Neuronal network simulation

A simple network model was used to explore the effect of EGABA_A upon neuronal recruitment during ON and OFF periods. The network was constructed using the neuron simulator Brian 2 ⁶⁴ and comprised 400 glutamatergic neurons and 100 GABAergic neurons. Each neuron was modelled as a single compartment, current-based leaky integrate-and-fire neuron. Free parameters were set as follows: -60 mV resting potential, 200 pF membrane capacitance, 20 ms membrane time constant, 5 ms excitatory post-synaptic potential decay time constant, 10 ms inhibitory post-synaptic potential time constant, and -50 mV spike threshold. The glutamatergic neurons received synaptic connections from the glutamatergic and GABAergic neurons; the GABAergic neurons received connections from the glutamatergic neurons. Within these constraints, the connection probability was set uniformly to 5%, excitatory synaptic weights were set to 0.3 nS and inhibitory weights were initialized at 0.1 nS. To simulate ON-OFF periods, all neurons in the network received a time-varying excitatory external input consisting of a square wave of a particular frequency. The external input comprised two components: the first was common to all neurons and switched between 0 and 100 pA at the defined frequency; the second was a background noise current that was unique to each neuron and varied on a 10 ms timescale, with values drawn from a normal distribution (mean and standard deviation of 50 pA). Before running a simulation, homeostatic inhibitory synaptic plasticity was used to establish a balance of excitatory and inhibitory inputs to each neuron ⁶⁵, and then synaptic weights were frozen. Only EGABA_A was then varied and each simulation was repeated 10 times.

Novel object recognition

A recognition memory paradigm was used to test novelty preference within either the somatosensory modality (‘tactile task’) or olfactory modality (‘odor task’). The paradigm was performed in a white rectangular arena (40 cm x 60 cm x 40 cm), under low levels of red light to prevent visual cues. The arena was wiped down with 70% ethanol between sessions. Before the day of the experiment, mice underwent a habituation protocol that involved being placed in the arena for 10 min, on 3 consecutive days. Tactile objects were 3D-printed and varied in shape and surface texture, but were comprised of the same material to avoid odor cues. Exploration time for the tactile objects was defined as the period that the animal’s head was oriented towards the object and the whiskers or paws were in contact with the object. Odor objects such as tea leaves, cinnamon powder or orange peel, were each placed at the bottom of small, open glass jars. This ensured that the odor objects were out of the animal’s reach, to avoid gustatory and tactile cues. Exploration time for the odor objects was defined as the period the animal spent sniffing the top of the jar.
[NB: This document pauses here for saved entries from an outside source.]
//! ReopenTaskHandler - reopen a task and announce it.

use std::sync::Arc;

use crate::domain::foundation::{DomainError, OwnerId, TaskEventKind, TaskId};
use crate::domain::task::{Task, TaskStatus};
use crate::ports::{EventPublisher, ListCache, TaskRepository};

use super::{invalidate_task_list, publish_task_event};

/// Command to reopen an owned task.
#[derive(Debug, Clone)]
pub struct ReopenTaskCommand {
    pub owner_id: OwnerId,
    pub id: TaskId,
}

pub struct ReopenTaskHandler {
    repository: Arc<dyn TaskRepository>,
    cache: Arc<dyn ListCache>,
    publisher: Arc<dyn EventPublisher>,
}

impl ReopenTaskHandler {
    pub fn new(
        repository: Arc<dyn TaskRepository>,
        cache: Arc<dyn ListCache>,
        publisher: Arc<dyn EventPublisher>,
    ) -> Self {
        Self {
            repository,
            cache,
            publisher,
        }
    }

    pub async fn handle(&self, cmd: ReopenTaskCommand) -> Result<Task, DomainError> {
        let task = self
            .repository
            .set_status(&cmd.owner_id, cmd.id, TaskStatus::Open)
            .await?
            .ok_or_else(DomainError::task_not_found)?;

        invalidate_task_list(&self.cache, &task).await;
        publish_task_event(&self.publisher, TaskEventKind::Opened, &task).await;

        Ok(task)
    }
}
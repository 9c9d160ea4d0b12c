//! DeleteTaskHandler - delete a task and announce it.

use std::sync::Arc;

use crate::domain::foundation::{DomainError, OwnerId, TaskEventKind, TaskId};
use crate::domain::task::Task;
use crate::ports::{EventPublisher, ListCache, TaskRepository};

use super::{invalidate_task_list, publish_task_event};

/// Command to delete an owned task.
#[derive(Debug, Clone)]
pub struct DeleteTaskCommand {
    pub owner_id: OwnerId,
    pub id: TaskId,
}

pub struct DeleteTaskHandler {
    repository: Arc<dyn TaskRepository>,
    cache: Arc<dyn ListCache>,
    publisher: Arc<dyn EventPublisher>,
}

impl DeleteTaskHandler {
    pub fn new(
        repository: Arc<dyn TaskRepository>,
        cache: Arc<dyn ListCache>,
        publisher: Arc<dyn EventPublisher>,
    ) -> Self {
        Self {
            repository,
            cache,
            publisher,
        }
    }

    /// Returns the deleted row, so callers (and the event payload) still
    /// have the title after the row is gone.
    pub async fn handle(&self, cmd: DeleteTaskCommand) -> Result<Task, DomainError> {
        let task = self
            .repository
            .delete(&cmd.owner_id, cmd.id)
            .await?
            .ok_or_else(DomainError::task_not_found)?;

        invalidate_task_list(&self.cache, &task).await;
        publish_task_event(&self.publisher, TaskEventKind::Deleted, &task).await;

        Ok(task)
    }
}
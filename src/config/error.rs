//! Configuration error types.

use thiserror::Error;

/// Errors that occur while loading configuration from the environment.
#[derive(Debug, Error)]
pub enum ConfigError {
    #[error("Failed to load configuration: {0}")]
    Load(#[from] config::ConfigError),
}

/// Errors that occur during semantic validation of loaded configuration.
#[derive(Debug, Clone, PartialEq, Eq, Error)]
pub enum ValidationError {
    #[error("Missing required configuration value: {0}")]
    MissingRequired(&'static str),

    #[error("Database URL must start with postgres:// or postgresql://")]
    InvalidDatabaseUrl,

    #[error("Redis URL must start with redis:// or rediss://")]
    InvalidRedisUrl,

    #[error("Broker URL must start with nats://")]
    InvalidBrokerUrl,

    #[error("Configuration value out of range: {0}")]
    OutOfRange(&'static str),
}
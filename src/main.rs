//! Service entrypoint: wires the adapters together, exposes the
//! application context, and runs the notification consumer until shutdown.

use std::sync::Arc;

use tokio::signal;
use tokio::sync::watch;
use tracing::{error, info};
use tracing_subscriber::EnvFilter;

use taskline::adapters::auth::JwtIdentityVerifier;
use taskline::adapters::broker::{BoundedConsumer, BrokerConnection, NatsEventPublisher};
use taskline::adapters::cache::RedisListCache;
use taskline::adapters::postgres::{
    self, PostgresNotificationRepository, PostgresTaskRepository,
};
use taskline::application::notifications::RecordNotificationHandler;
use taskline::application::AppContext;
use taskline::config::AppConfig;
use taskline::ports::EventHandler;

#[tokio::main]
async fn main() -> Result<(), Box<dyn std::error::Error>> {
    tracing_subscriber::fmt()
        .with_env_filter(
            EnvFilter::try_from_default_env().unwrap_or_else(|_| EnvFilter::new("info")),
        )
        .init();

    let config = AppConfig::load()?;
    config.validate()?;

    // The database is the system of record: unreachable at startup is
    // fatal, unlike the broker.
    let pool = postgres::connect(&config.database).await?;
    postgres::ensure_schema(&pool).await?;

    let cache = Arc::new(RedisListCache::new(&config.redis.url)?);
    let connection = BrokerConnection::connect(config.broker.clone()).await;
    let publisher = Arc::new(NatsEventPublisher::new(
        connection.clone(),
        config.broker.publish_attempts,
    ));

    let tasks = Arc::new(PostgresTaskRepository::new(pool.clone()));
    let notifications = Arc::new(PostgresNotificationRepository::new(pool.clone()));

    // Handler surface an embedding transport layer serves from; kept
    // alive for the life of the process.
    let _app = AppContext::new(
        tasks,
        notifications.clone(),
        cache,
        publisher,
        Arc::new(JwtIdentityVerifier::new(&config.auth)),
        config.redis.cache_ttl(),
    );

    let handler: Arc<dyn EventHandler> = Arc::new(RecordNotificationHandler::new(notifications));
    let consumer = BoundedConsumer::new(connection, config.broker.clone(), handler);

    let (shutdown_tx, shutdown_rx) = watch::channel(false);
    let consumer_task = tokio::spawn(async move {
        consumer.run(shutdown_rx).await;
    });

    info!("taskline running; ctrl-c to stop");
    if let Err(err) = signal::ctrl_c().await {
        error!(%err, "failed to listen for shutdown signal");
    }

    info!("shutting down");
    let _ = shutdown_tx.send(true);
    let _ = consumer_task.await;

    Ok(())
}
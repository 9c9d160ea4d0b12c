//! Broker adapters: supervised connection, topology assertion, confirmed
//! publisher, and the bounded pull consumer.

mod connection;
mod consumer;
mod publisher;
pub mod topology;

pub use connection::{BrokerConnection, BrokerHandle, BrokerState};
pub use consumer::BoundedConsumer;
pub use publisher::NatsEventPublisher;
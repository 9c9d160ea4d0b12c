//! Authentication configuration

use serde::Deserialize;

use super::error::ValidationError;

/// Authentication configuration (JWT verification)
#[derive(Debug, Clone, Deserialize)]
pub struct AuthConfig {
    /// Shared secret used to verify HS256-signed tokens
    pub jwt_secret: String,
}

impl AuthConfig {
    /// Validate auth configuration
    pub fn validate(&self) -> Result<(), ValidationError> {
        if self.jwt_secret.is_empty() {
            return Err(ValidationError::MissingRequired("AUTH_JWT_SECRET"));
        }
        Ok(())
    }
}

impl Default for AuthConfig {
    fn default() -> Self {
        Self {
            jwt_secret: String::new(),
        }
    }
}
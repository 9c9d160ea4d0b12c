//! HS256 JWT verification.

use jsonwebtoken::{decode, Algorithm, DecodingKey, Validation};
use serde::{Deserialize, Serialize};

use crate::config::AuthConfig;
use crate::domain::foundation::{DomainError, ErrorCode, OwnerId, VerifiedIdentity};
use crate::ports::IdentityVerifier;

/// Claims this service reads. Everything else in the token is ignored.
#[derive(Debug, Serialize, Deserialize)]
pub struct Claims {
    pub sub: String,
    pub exp: i64,
}

/// Shared-secret verifier for HS256-signed bearer tokens.
///
/// Every failure mode collapses to `Unauthorized`: callers get no signal
/// about whether a token was malformed, expired, or forged.
pub struct JwtIdentityVerifier {
    decoding_key: DecodingKey,
    validation: Validation,
}

impl JwtIdentityVerifier {
    pub fn new(config: &AuthConfig) -> Self {
        Self {
            decoding_key: DecodingKey::from_secret(config.jwt_secret.as_bytes()),
            validation: Validation::new(Algorithm::HS256),
        }
    }
}

impl IdentityVerifier for JwtIdentityVerifier {
    fn verify(&self, token: &str) -> Result<VerifiedIdentity, DomainError> {
        let unauthorized = || DomainError::new(ErrorCode::Unauthorized, "Invalid or expired token");

        let data = decode::<Claims>(token, &self.decoding_key, &self.validation)
            .map_err(|_| unauthorized())?;
        let subject_id = OwnerId::new(data.claims.sub).map_err(|_| unauthorized())?;

        Ok(VerifiedIdentity { subject_id })
    }
}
On the day of the experiment, each sample period (i.e. T1) involved placing the animal at one edge of the arena, opposite two identical objects that were each positioned 10 cm away from adjacent corners (Fig. 8b). The animal’s behavior was then monitored until exploration time reached a total of 60 s or 30 s for the tactile or odor task, respectively. The animal was then returned to its home cage for a 3 min interval, during which the arena was cleaned and a different copy of the familiar object (from T1) was placed in one of the corners, and a novel object was placed in the other corner. The test period (i.e. T2) involved placing the animal at the same starting point in the arena and monitoring behavior over a period of 5 min. Novelty preference was calculated as the ratio between the time spent exploring the novel object and the total exploration time (Novel/(Novel+Familiar)). Every animal was subjected to both control and treatment conditions on different experimental days. The order of vehicle versus drug infusion, and the identity and position of familiar versus novel objects, was each counterbalanced and the experimenter was blinded to the treatment condition.

Extended Data

Extended Data Fig. 1.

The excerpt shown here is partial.